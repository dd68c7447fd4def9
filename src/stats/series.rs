use hdrhistogram::Histogram;
use parking_lot::Mutex;
use serde::Serialize;
use std::time::Instant;

use super::MetricKind;

/// Trend values are stored in the histogram as fixed-point integers with
/// three decimal places (milliseconds become microseconds).
const TREND_SCALE: f64 = 1000.0;
const TREND_SIGFIG: u8 = 3;

fn new_histogram() -> Histogram<u64> {
    // Auto-resizing; construction only fails for sigfig > 5.
    Histogram::<u64>::new(TREND_SIGFIG).expect("valid histogram precision")
}

#[derive(Debug, Clone, Copy, Default, PartialEq, Serialize)]
pub struct CounterStats {
    /// Sum of every recorded value.
    pub sum: f64,
    /// Number of samples recorded.
    pub samples: u64,
}

impl CounterStats {
    pub fn per_second(&self, elapsed_secs: f64) -> f64 {
        if elapsed_secs > 0.0 {
            self.sum / elapsed_secs
        } else {
            0.0
        }
    }
}

#[derive(Debug, Clone, Copy, Default, PartialEq, Eq, Serialize)]
pub struct RateStats {
    /// Samples with a non-zero value.
    pub successes: u64,
    pub total: u64,
}

impl RateStats {
    /// Fraction of non-zero samples; `None` until something is recorded.
    pub fn rate(&self) -> Option<f64> {
        if self.total == 0 {
            None
        } else {
            Some(self.successes as f64 / self.total as f64)
        }
    }
}

/// Distribution snapshot of a Trend series.
///
/// Percentiles use the nearest-rank rule over the histogram's 3-significant-digit
/// buckets: the reported value is the upper bound of the bucket holding the
/// `ceil(q * count)`-th smallest sample. The same multiset of samples therefore
/// always yields the same percentile regardless of insertion order.
#[derive(Debug, Clone)]
pub struct TrendStats {
    histogram: Histogram<u64>,
    pub sum: f64,
    pub min: f64,
    pub max: f64,
    pub count: u64,
}

impl Default for TrendStats {
    fn default() -> Self {
        Self {
            histogram: new_histogram(),
            sum: 0.0,
            min: f64::INFINITY,
            max: f64::NEG_INFINITY,
            count: 0,
        }
    }
}

impl TrendStats {
    fn record(&mut self, value: f64) {
        let scaled = (value.max(0.0) * TREND_SCALE).round() as u64;
        // Auto-resizing histogram, so out-of-range cannot happen.
        let _ = self.histogram.record(scaled);
        self.sum += value;
        self.min = self.min.min(value);
        self.max = self.max.max(value);
        self.count += 1;
    }

    fn merge(&mut self, other: &TrendStats) {
        let _ = self.histogram.add(&other.histogram);
        self.sum += other.sum;
        self.min = self.min.min(other.min);
        self.max = self.max.max(other.max);
        self.count += other.count;
    }

    pub fn avg(&self) -> f64 {
        if self.count == 0 {
            0.0
        } else {
            self.sum / self.count as f64
        }
    }

    /// `pct` in `[0, 100]`.
    pub fn percentile(&self, pct: f64) -> f64 {
        if self.count == 0 {
            return 0.0;
        }
        let q = (pct / 100.0).clamp(0.0, 1.0);
        let raw = self.histogram.value_at_quantile(q) as f64 / TREND_SCALE;
        // Bucket upper bounds can overshoot the largest real sample.
        raw.clamp(self.min.max(0.0), self.max.max(0.0))
    }

    pub fn med(&self) -> f64 {
        self.percentile(50.0)
    }
}

impl PartialEq for TrendStats {
    fn eq(&self, other: &Self) -> bool {
        self.count == other.count
            && self.sum == other.sum
            && self.min == other.min
            && self.max == other.max
            && self.histogram == other.histogram
    }
}

#[derive(Debug, Clone, Copy, PartialEq, Serialize)]
pub struct GaugeStats {
    pub value: f64,
    pub min: f64,
    pub max: f64,
    #[serde(skip)]
    updated: Option<Instant>,
}

impl Default for GaugeStats {
    fn default() -> Self {
        Self {
            value: 0.0,
            min: f64::INFINITY,
            max: f64::NEG_INFINITY,
            updated: None,
        }
    }
}

/// Aggregated view of one or more series of the same kind.
#[derive(Debug, Clone, PartialEq)]
pub enum SeriesStats {
    Counter(CounterStats),
    Rate(RateStats),
    Trend(TrendStats),
    Gauge(GaugeStats),
}

impl SeriesStats {
    pub fn empty(kind: MetricKind) -> Self {
        match kind {
            MetricKind::Counter => SeriesStats::Counter(CounterStats::default()),
            MetricKind::Rate => SeriesStats::Rate(RateStats::default()),
            MetricKind::Trend => SeriesStats::Trend(TrendStats::default()),
            MetricKind::Gauge => SeriesStats::Gauge(GaugeStats::default()),
        }
    }

    pub fn kind(&self) -> MetricKind {
        match self {
            SeriesStats::Counter(_) => MetricKind::Counter,
            SeriesStats::Rate(_) => MetricKind::Rate,
            SeriesStats::Trend(_) => MetricKind::Trend,
            SeriesStats::Gauge(_) => MetricKind::Gauge,
        }
    }

    /// Number of samples folded into this view.
    pub fn sample_count(&self) -> u64 {
        match self {
            SeriesStats::Counter(c) => c.samples,
            SeriesStats::Rate(r) => r.total,
            SeriesStats::Trend(t) => t.count,
            SeriesStats::Gauge(g) => u64::from(g.updated.is_some()),
        }
    }

    fn record(&mut self, value: f64, at: Instant) {
        match self {
            SeriesStats::Counter(c) => {
                c.sum += value;
                c.samples += 1;
            }
            SeriesStats::Rate(r) => {
                r.total += 1;
                if value != 0.0 {
                    r.successes += 1;
                }
            }
            SeriesStats::Trend(t) => t.record(value),
            SeriesStats::Gauge(g) => {
                if g.updated.is_none_or(|prev| at >= prev) {
                    g.value = value;
                    g.updated = Some(at);
                }
                g.min = g.min.min(value);
                g.max = g.max.max(value);
            }
        }
    }

    /// Fold `other` into `self`. Kinds must match; mismatches are ignored.
    pub fn merge(&mut self, other: &SeriesStats) {
        match (self, other) {
            (SeriesStats::Counter(a), SeriesStats::Counter(b)) => {
                a.sum += b.sum;
                a.samples += b.samples;
            }
            (SeriesStats::Rate(a), SeriesStats::Rate(b)) => {
                a.successes += b.successes;
                a.total += b.total;
            }
            (SeriesStats::Trend(a), SeriesStats::Trend(b)) => a.merge(b),
            (SeriesStats::Gauge(a), SeriesStats::Gauge(b)) => {
                if b.updated.is_some() && a.updated.is_none_or(|ta| b.updated >= Some(ta)) {
                    a.value = b.value;
                    a.updated = b.updated;
                }
                a.min = a.min.min(b.min);
                a.max = a.max.max(b.max);
            }
            _ => {}
        }
    }
}

/// One `(name, tags)` series. Each series owns its lock so that workers
/// writing different series never contend.
pub(crate) struct Series {
    kind: MetricKind,
    state: Mutex<SeriesStats>,
}

impl Series {
    pub(crate) fn new(kind: MetricKind) -> Self {
        Self {
            kind,
            state: Mutex::new(SeriesStats::empty(kind)),
        }
    }

    pub(crate) fn kind(&self) -> MetricKind {
        self.kind
    }

    pub(crate) fn record(&self, value: f64, at: Instant) {
        self.state.lock().record(value, at);
    }

    pub(crate) fn stats(&self) -> SeriesStats {
        self.state.lock().clone()
    }

    pub(crate) fn merge_into(&self, acc: &mut SeriesStats) {
        acc.merge(&self.state.lock());
    }
}

#[cfg(test)]
mod tests {
    use super::*;

    fn trend_of(values: impl IntoIterator<Item = f64>) -> TrendStats {
        let mut stats = SeriesStats::empty(MetricKind::Trend);
        let now = Instant::now();
        for v in values {
            stats.record(v, now);
        }
        match stats {
            SeriesStats::Trend(t) => t,
            _ => unreachable!(),
        }
    }

    #[test]
    fn test_trend_basic_stats() {
        let t = trend_of((1..=100).map(|i| i as f64));
        assert_eq!(t.count, 100);
        assert_eq!(t.min, 1.0);
        assert_eq!(t.max, 100.0);
        assert!((t.avg() - 50.5).abs() < 1e-9);
        let p95 = t.percentile(95.0);
        assert!((94.9..=96.1).contains(&p95), "P95 was {}", p95);
        let med = t.med();
        assert!((49.9..=51.1).contains(&med), "Median was {}", med);
    }

    #[test]
    fn test_trend_percentile_is_deterministic() {
        let values: Vec<f64> = (0..1000).map(|i| ((i * 7919) % 1013) as f64 * 0.37).collect();
        let a = trend_of(values.clone());
        let b = trend_of(values.clone());
        assert_eq!(a.percentile(95.0).to_bits(), b.percentile(95.0).to_bits());

        // Insertion order does not matter either.
        let mut reversed = values;
        reversed.reverse();
        let c = trend_of(reversed);
        assert_eq!(a.percentile(95.0).to_bits(), c.percentile(95.0).to_bits());
        assert_eq!(a.percentile(99.0).to_bits(), c.percentile(99.0).to_bits());
    }

    #[test]
    fn test_trend_percentile_stays_within_sample_range() {
        let t = trend_of([12.345]);
        assert_eq!(t.percentile(99.0), 12.345);
        assert_eq!(t.percentile(0.0), 12.345);
    }

    #[test]
    fn test_rate_fraction() {
        let mut stats = SeriesStats::empty(MetricKind::Rate);
        let now = Instant::now();
        for i in 0..10 {
            stats.record(if i < 8 { 1.0 } else { 0.0 }, now);
        }
        match stats {
            SeriesStats::Rate(r) => {
                assert_eq!(r.total, 10);
                assert_eq!(r.successes, 8);
                assert_eq!(r.rate(), Some(0.8));
            }
            _ => unreachable!(),
        }
        assert_eq!(RateStats::default().rate(), None);
    }

    #[test]
    fn test_gauge_keeps_latest() {
        let mut stats = SeriesStats::empty(MetricKind::Gauge);
        let t0 = Instant::now();
        stats.record(10.0, t0);
        stats.record(25.0, t0 + std::time::Duration::from_millis(1));
        stats.record(5.0, t0 + std::time::Duration::from_millis(2));
        match stats {
            SeriesStats::Gauge(g) => {
                assert_eq!(g.value, 5.0);
                assert_eq!(g.min, 5.0);
                assert_eq!(g.max, 25.0);
            }
            _ => unreachable!(),
        }
    }

    #[test]
    fn test_merge_counters_and_mismatch() {
        let now = Instant::now();
        let mut a = SeriesStats::empty(MetricKind::Counter);
        a.record(5.0, now);
        let mut b = SeriesStats::empty(MetricKind::Counter);
        b.record(3.0, now);
        b.record(2.0, now);
        a.merge(&b);
        assert_eq!(
            a,
            SeriesStats::Counter(CounterStats {
                sum: 10.0,
                samples: 3
            })
        );

        let rate = SeriesStats::empty(MetricKind::Rate);
        a.merge(&rate);
        assert_eq!(a.sample_count(), 3);
    }
}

• WORK REQUEST
What lines in the material mention "contains"? Copy every one of them.

• TASK RESULT
        assert!((94.9..=96.1).contains(&p95), "P95 was {}", p95);
        assert!((49.9..=51.1).contains(&med), "Median was {}", med);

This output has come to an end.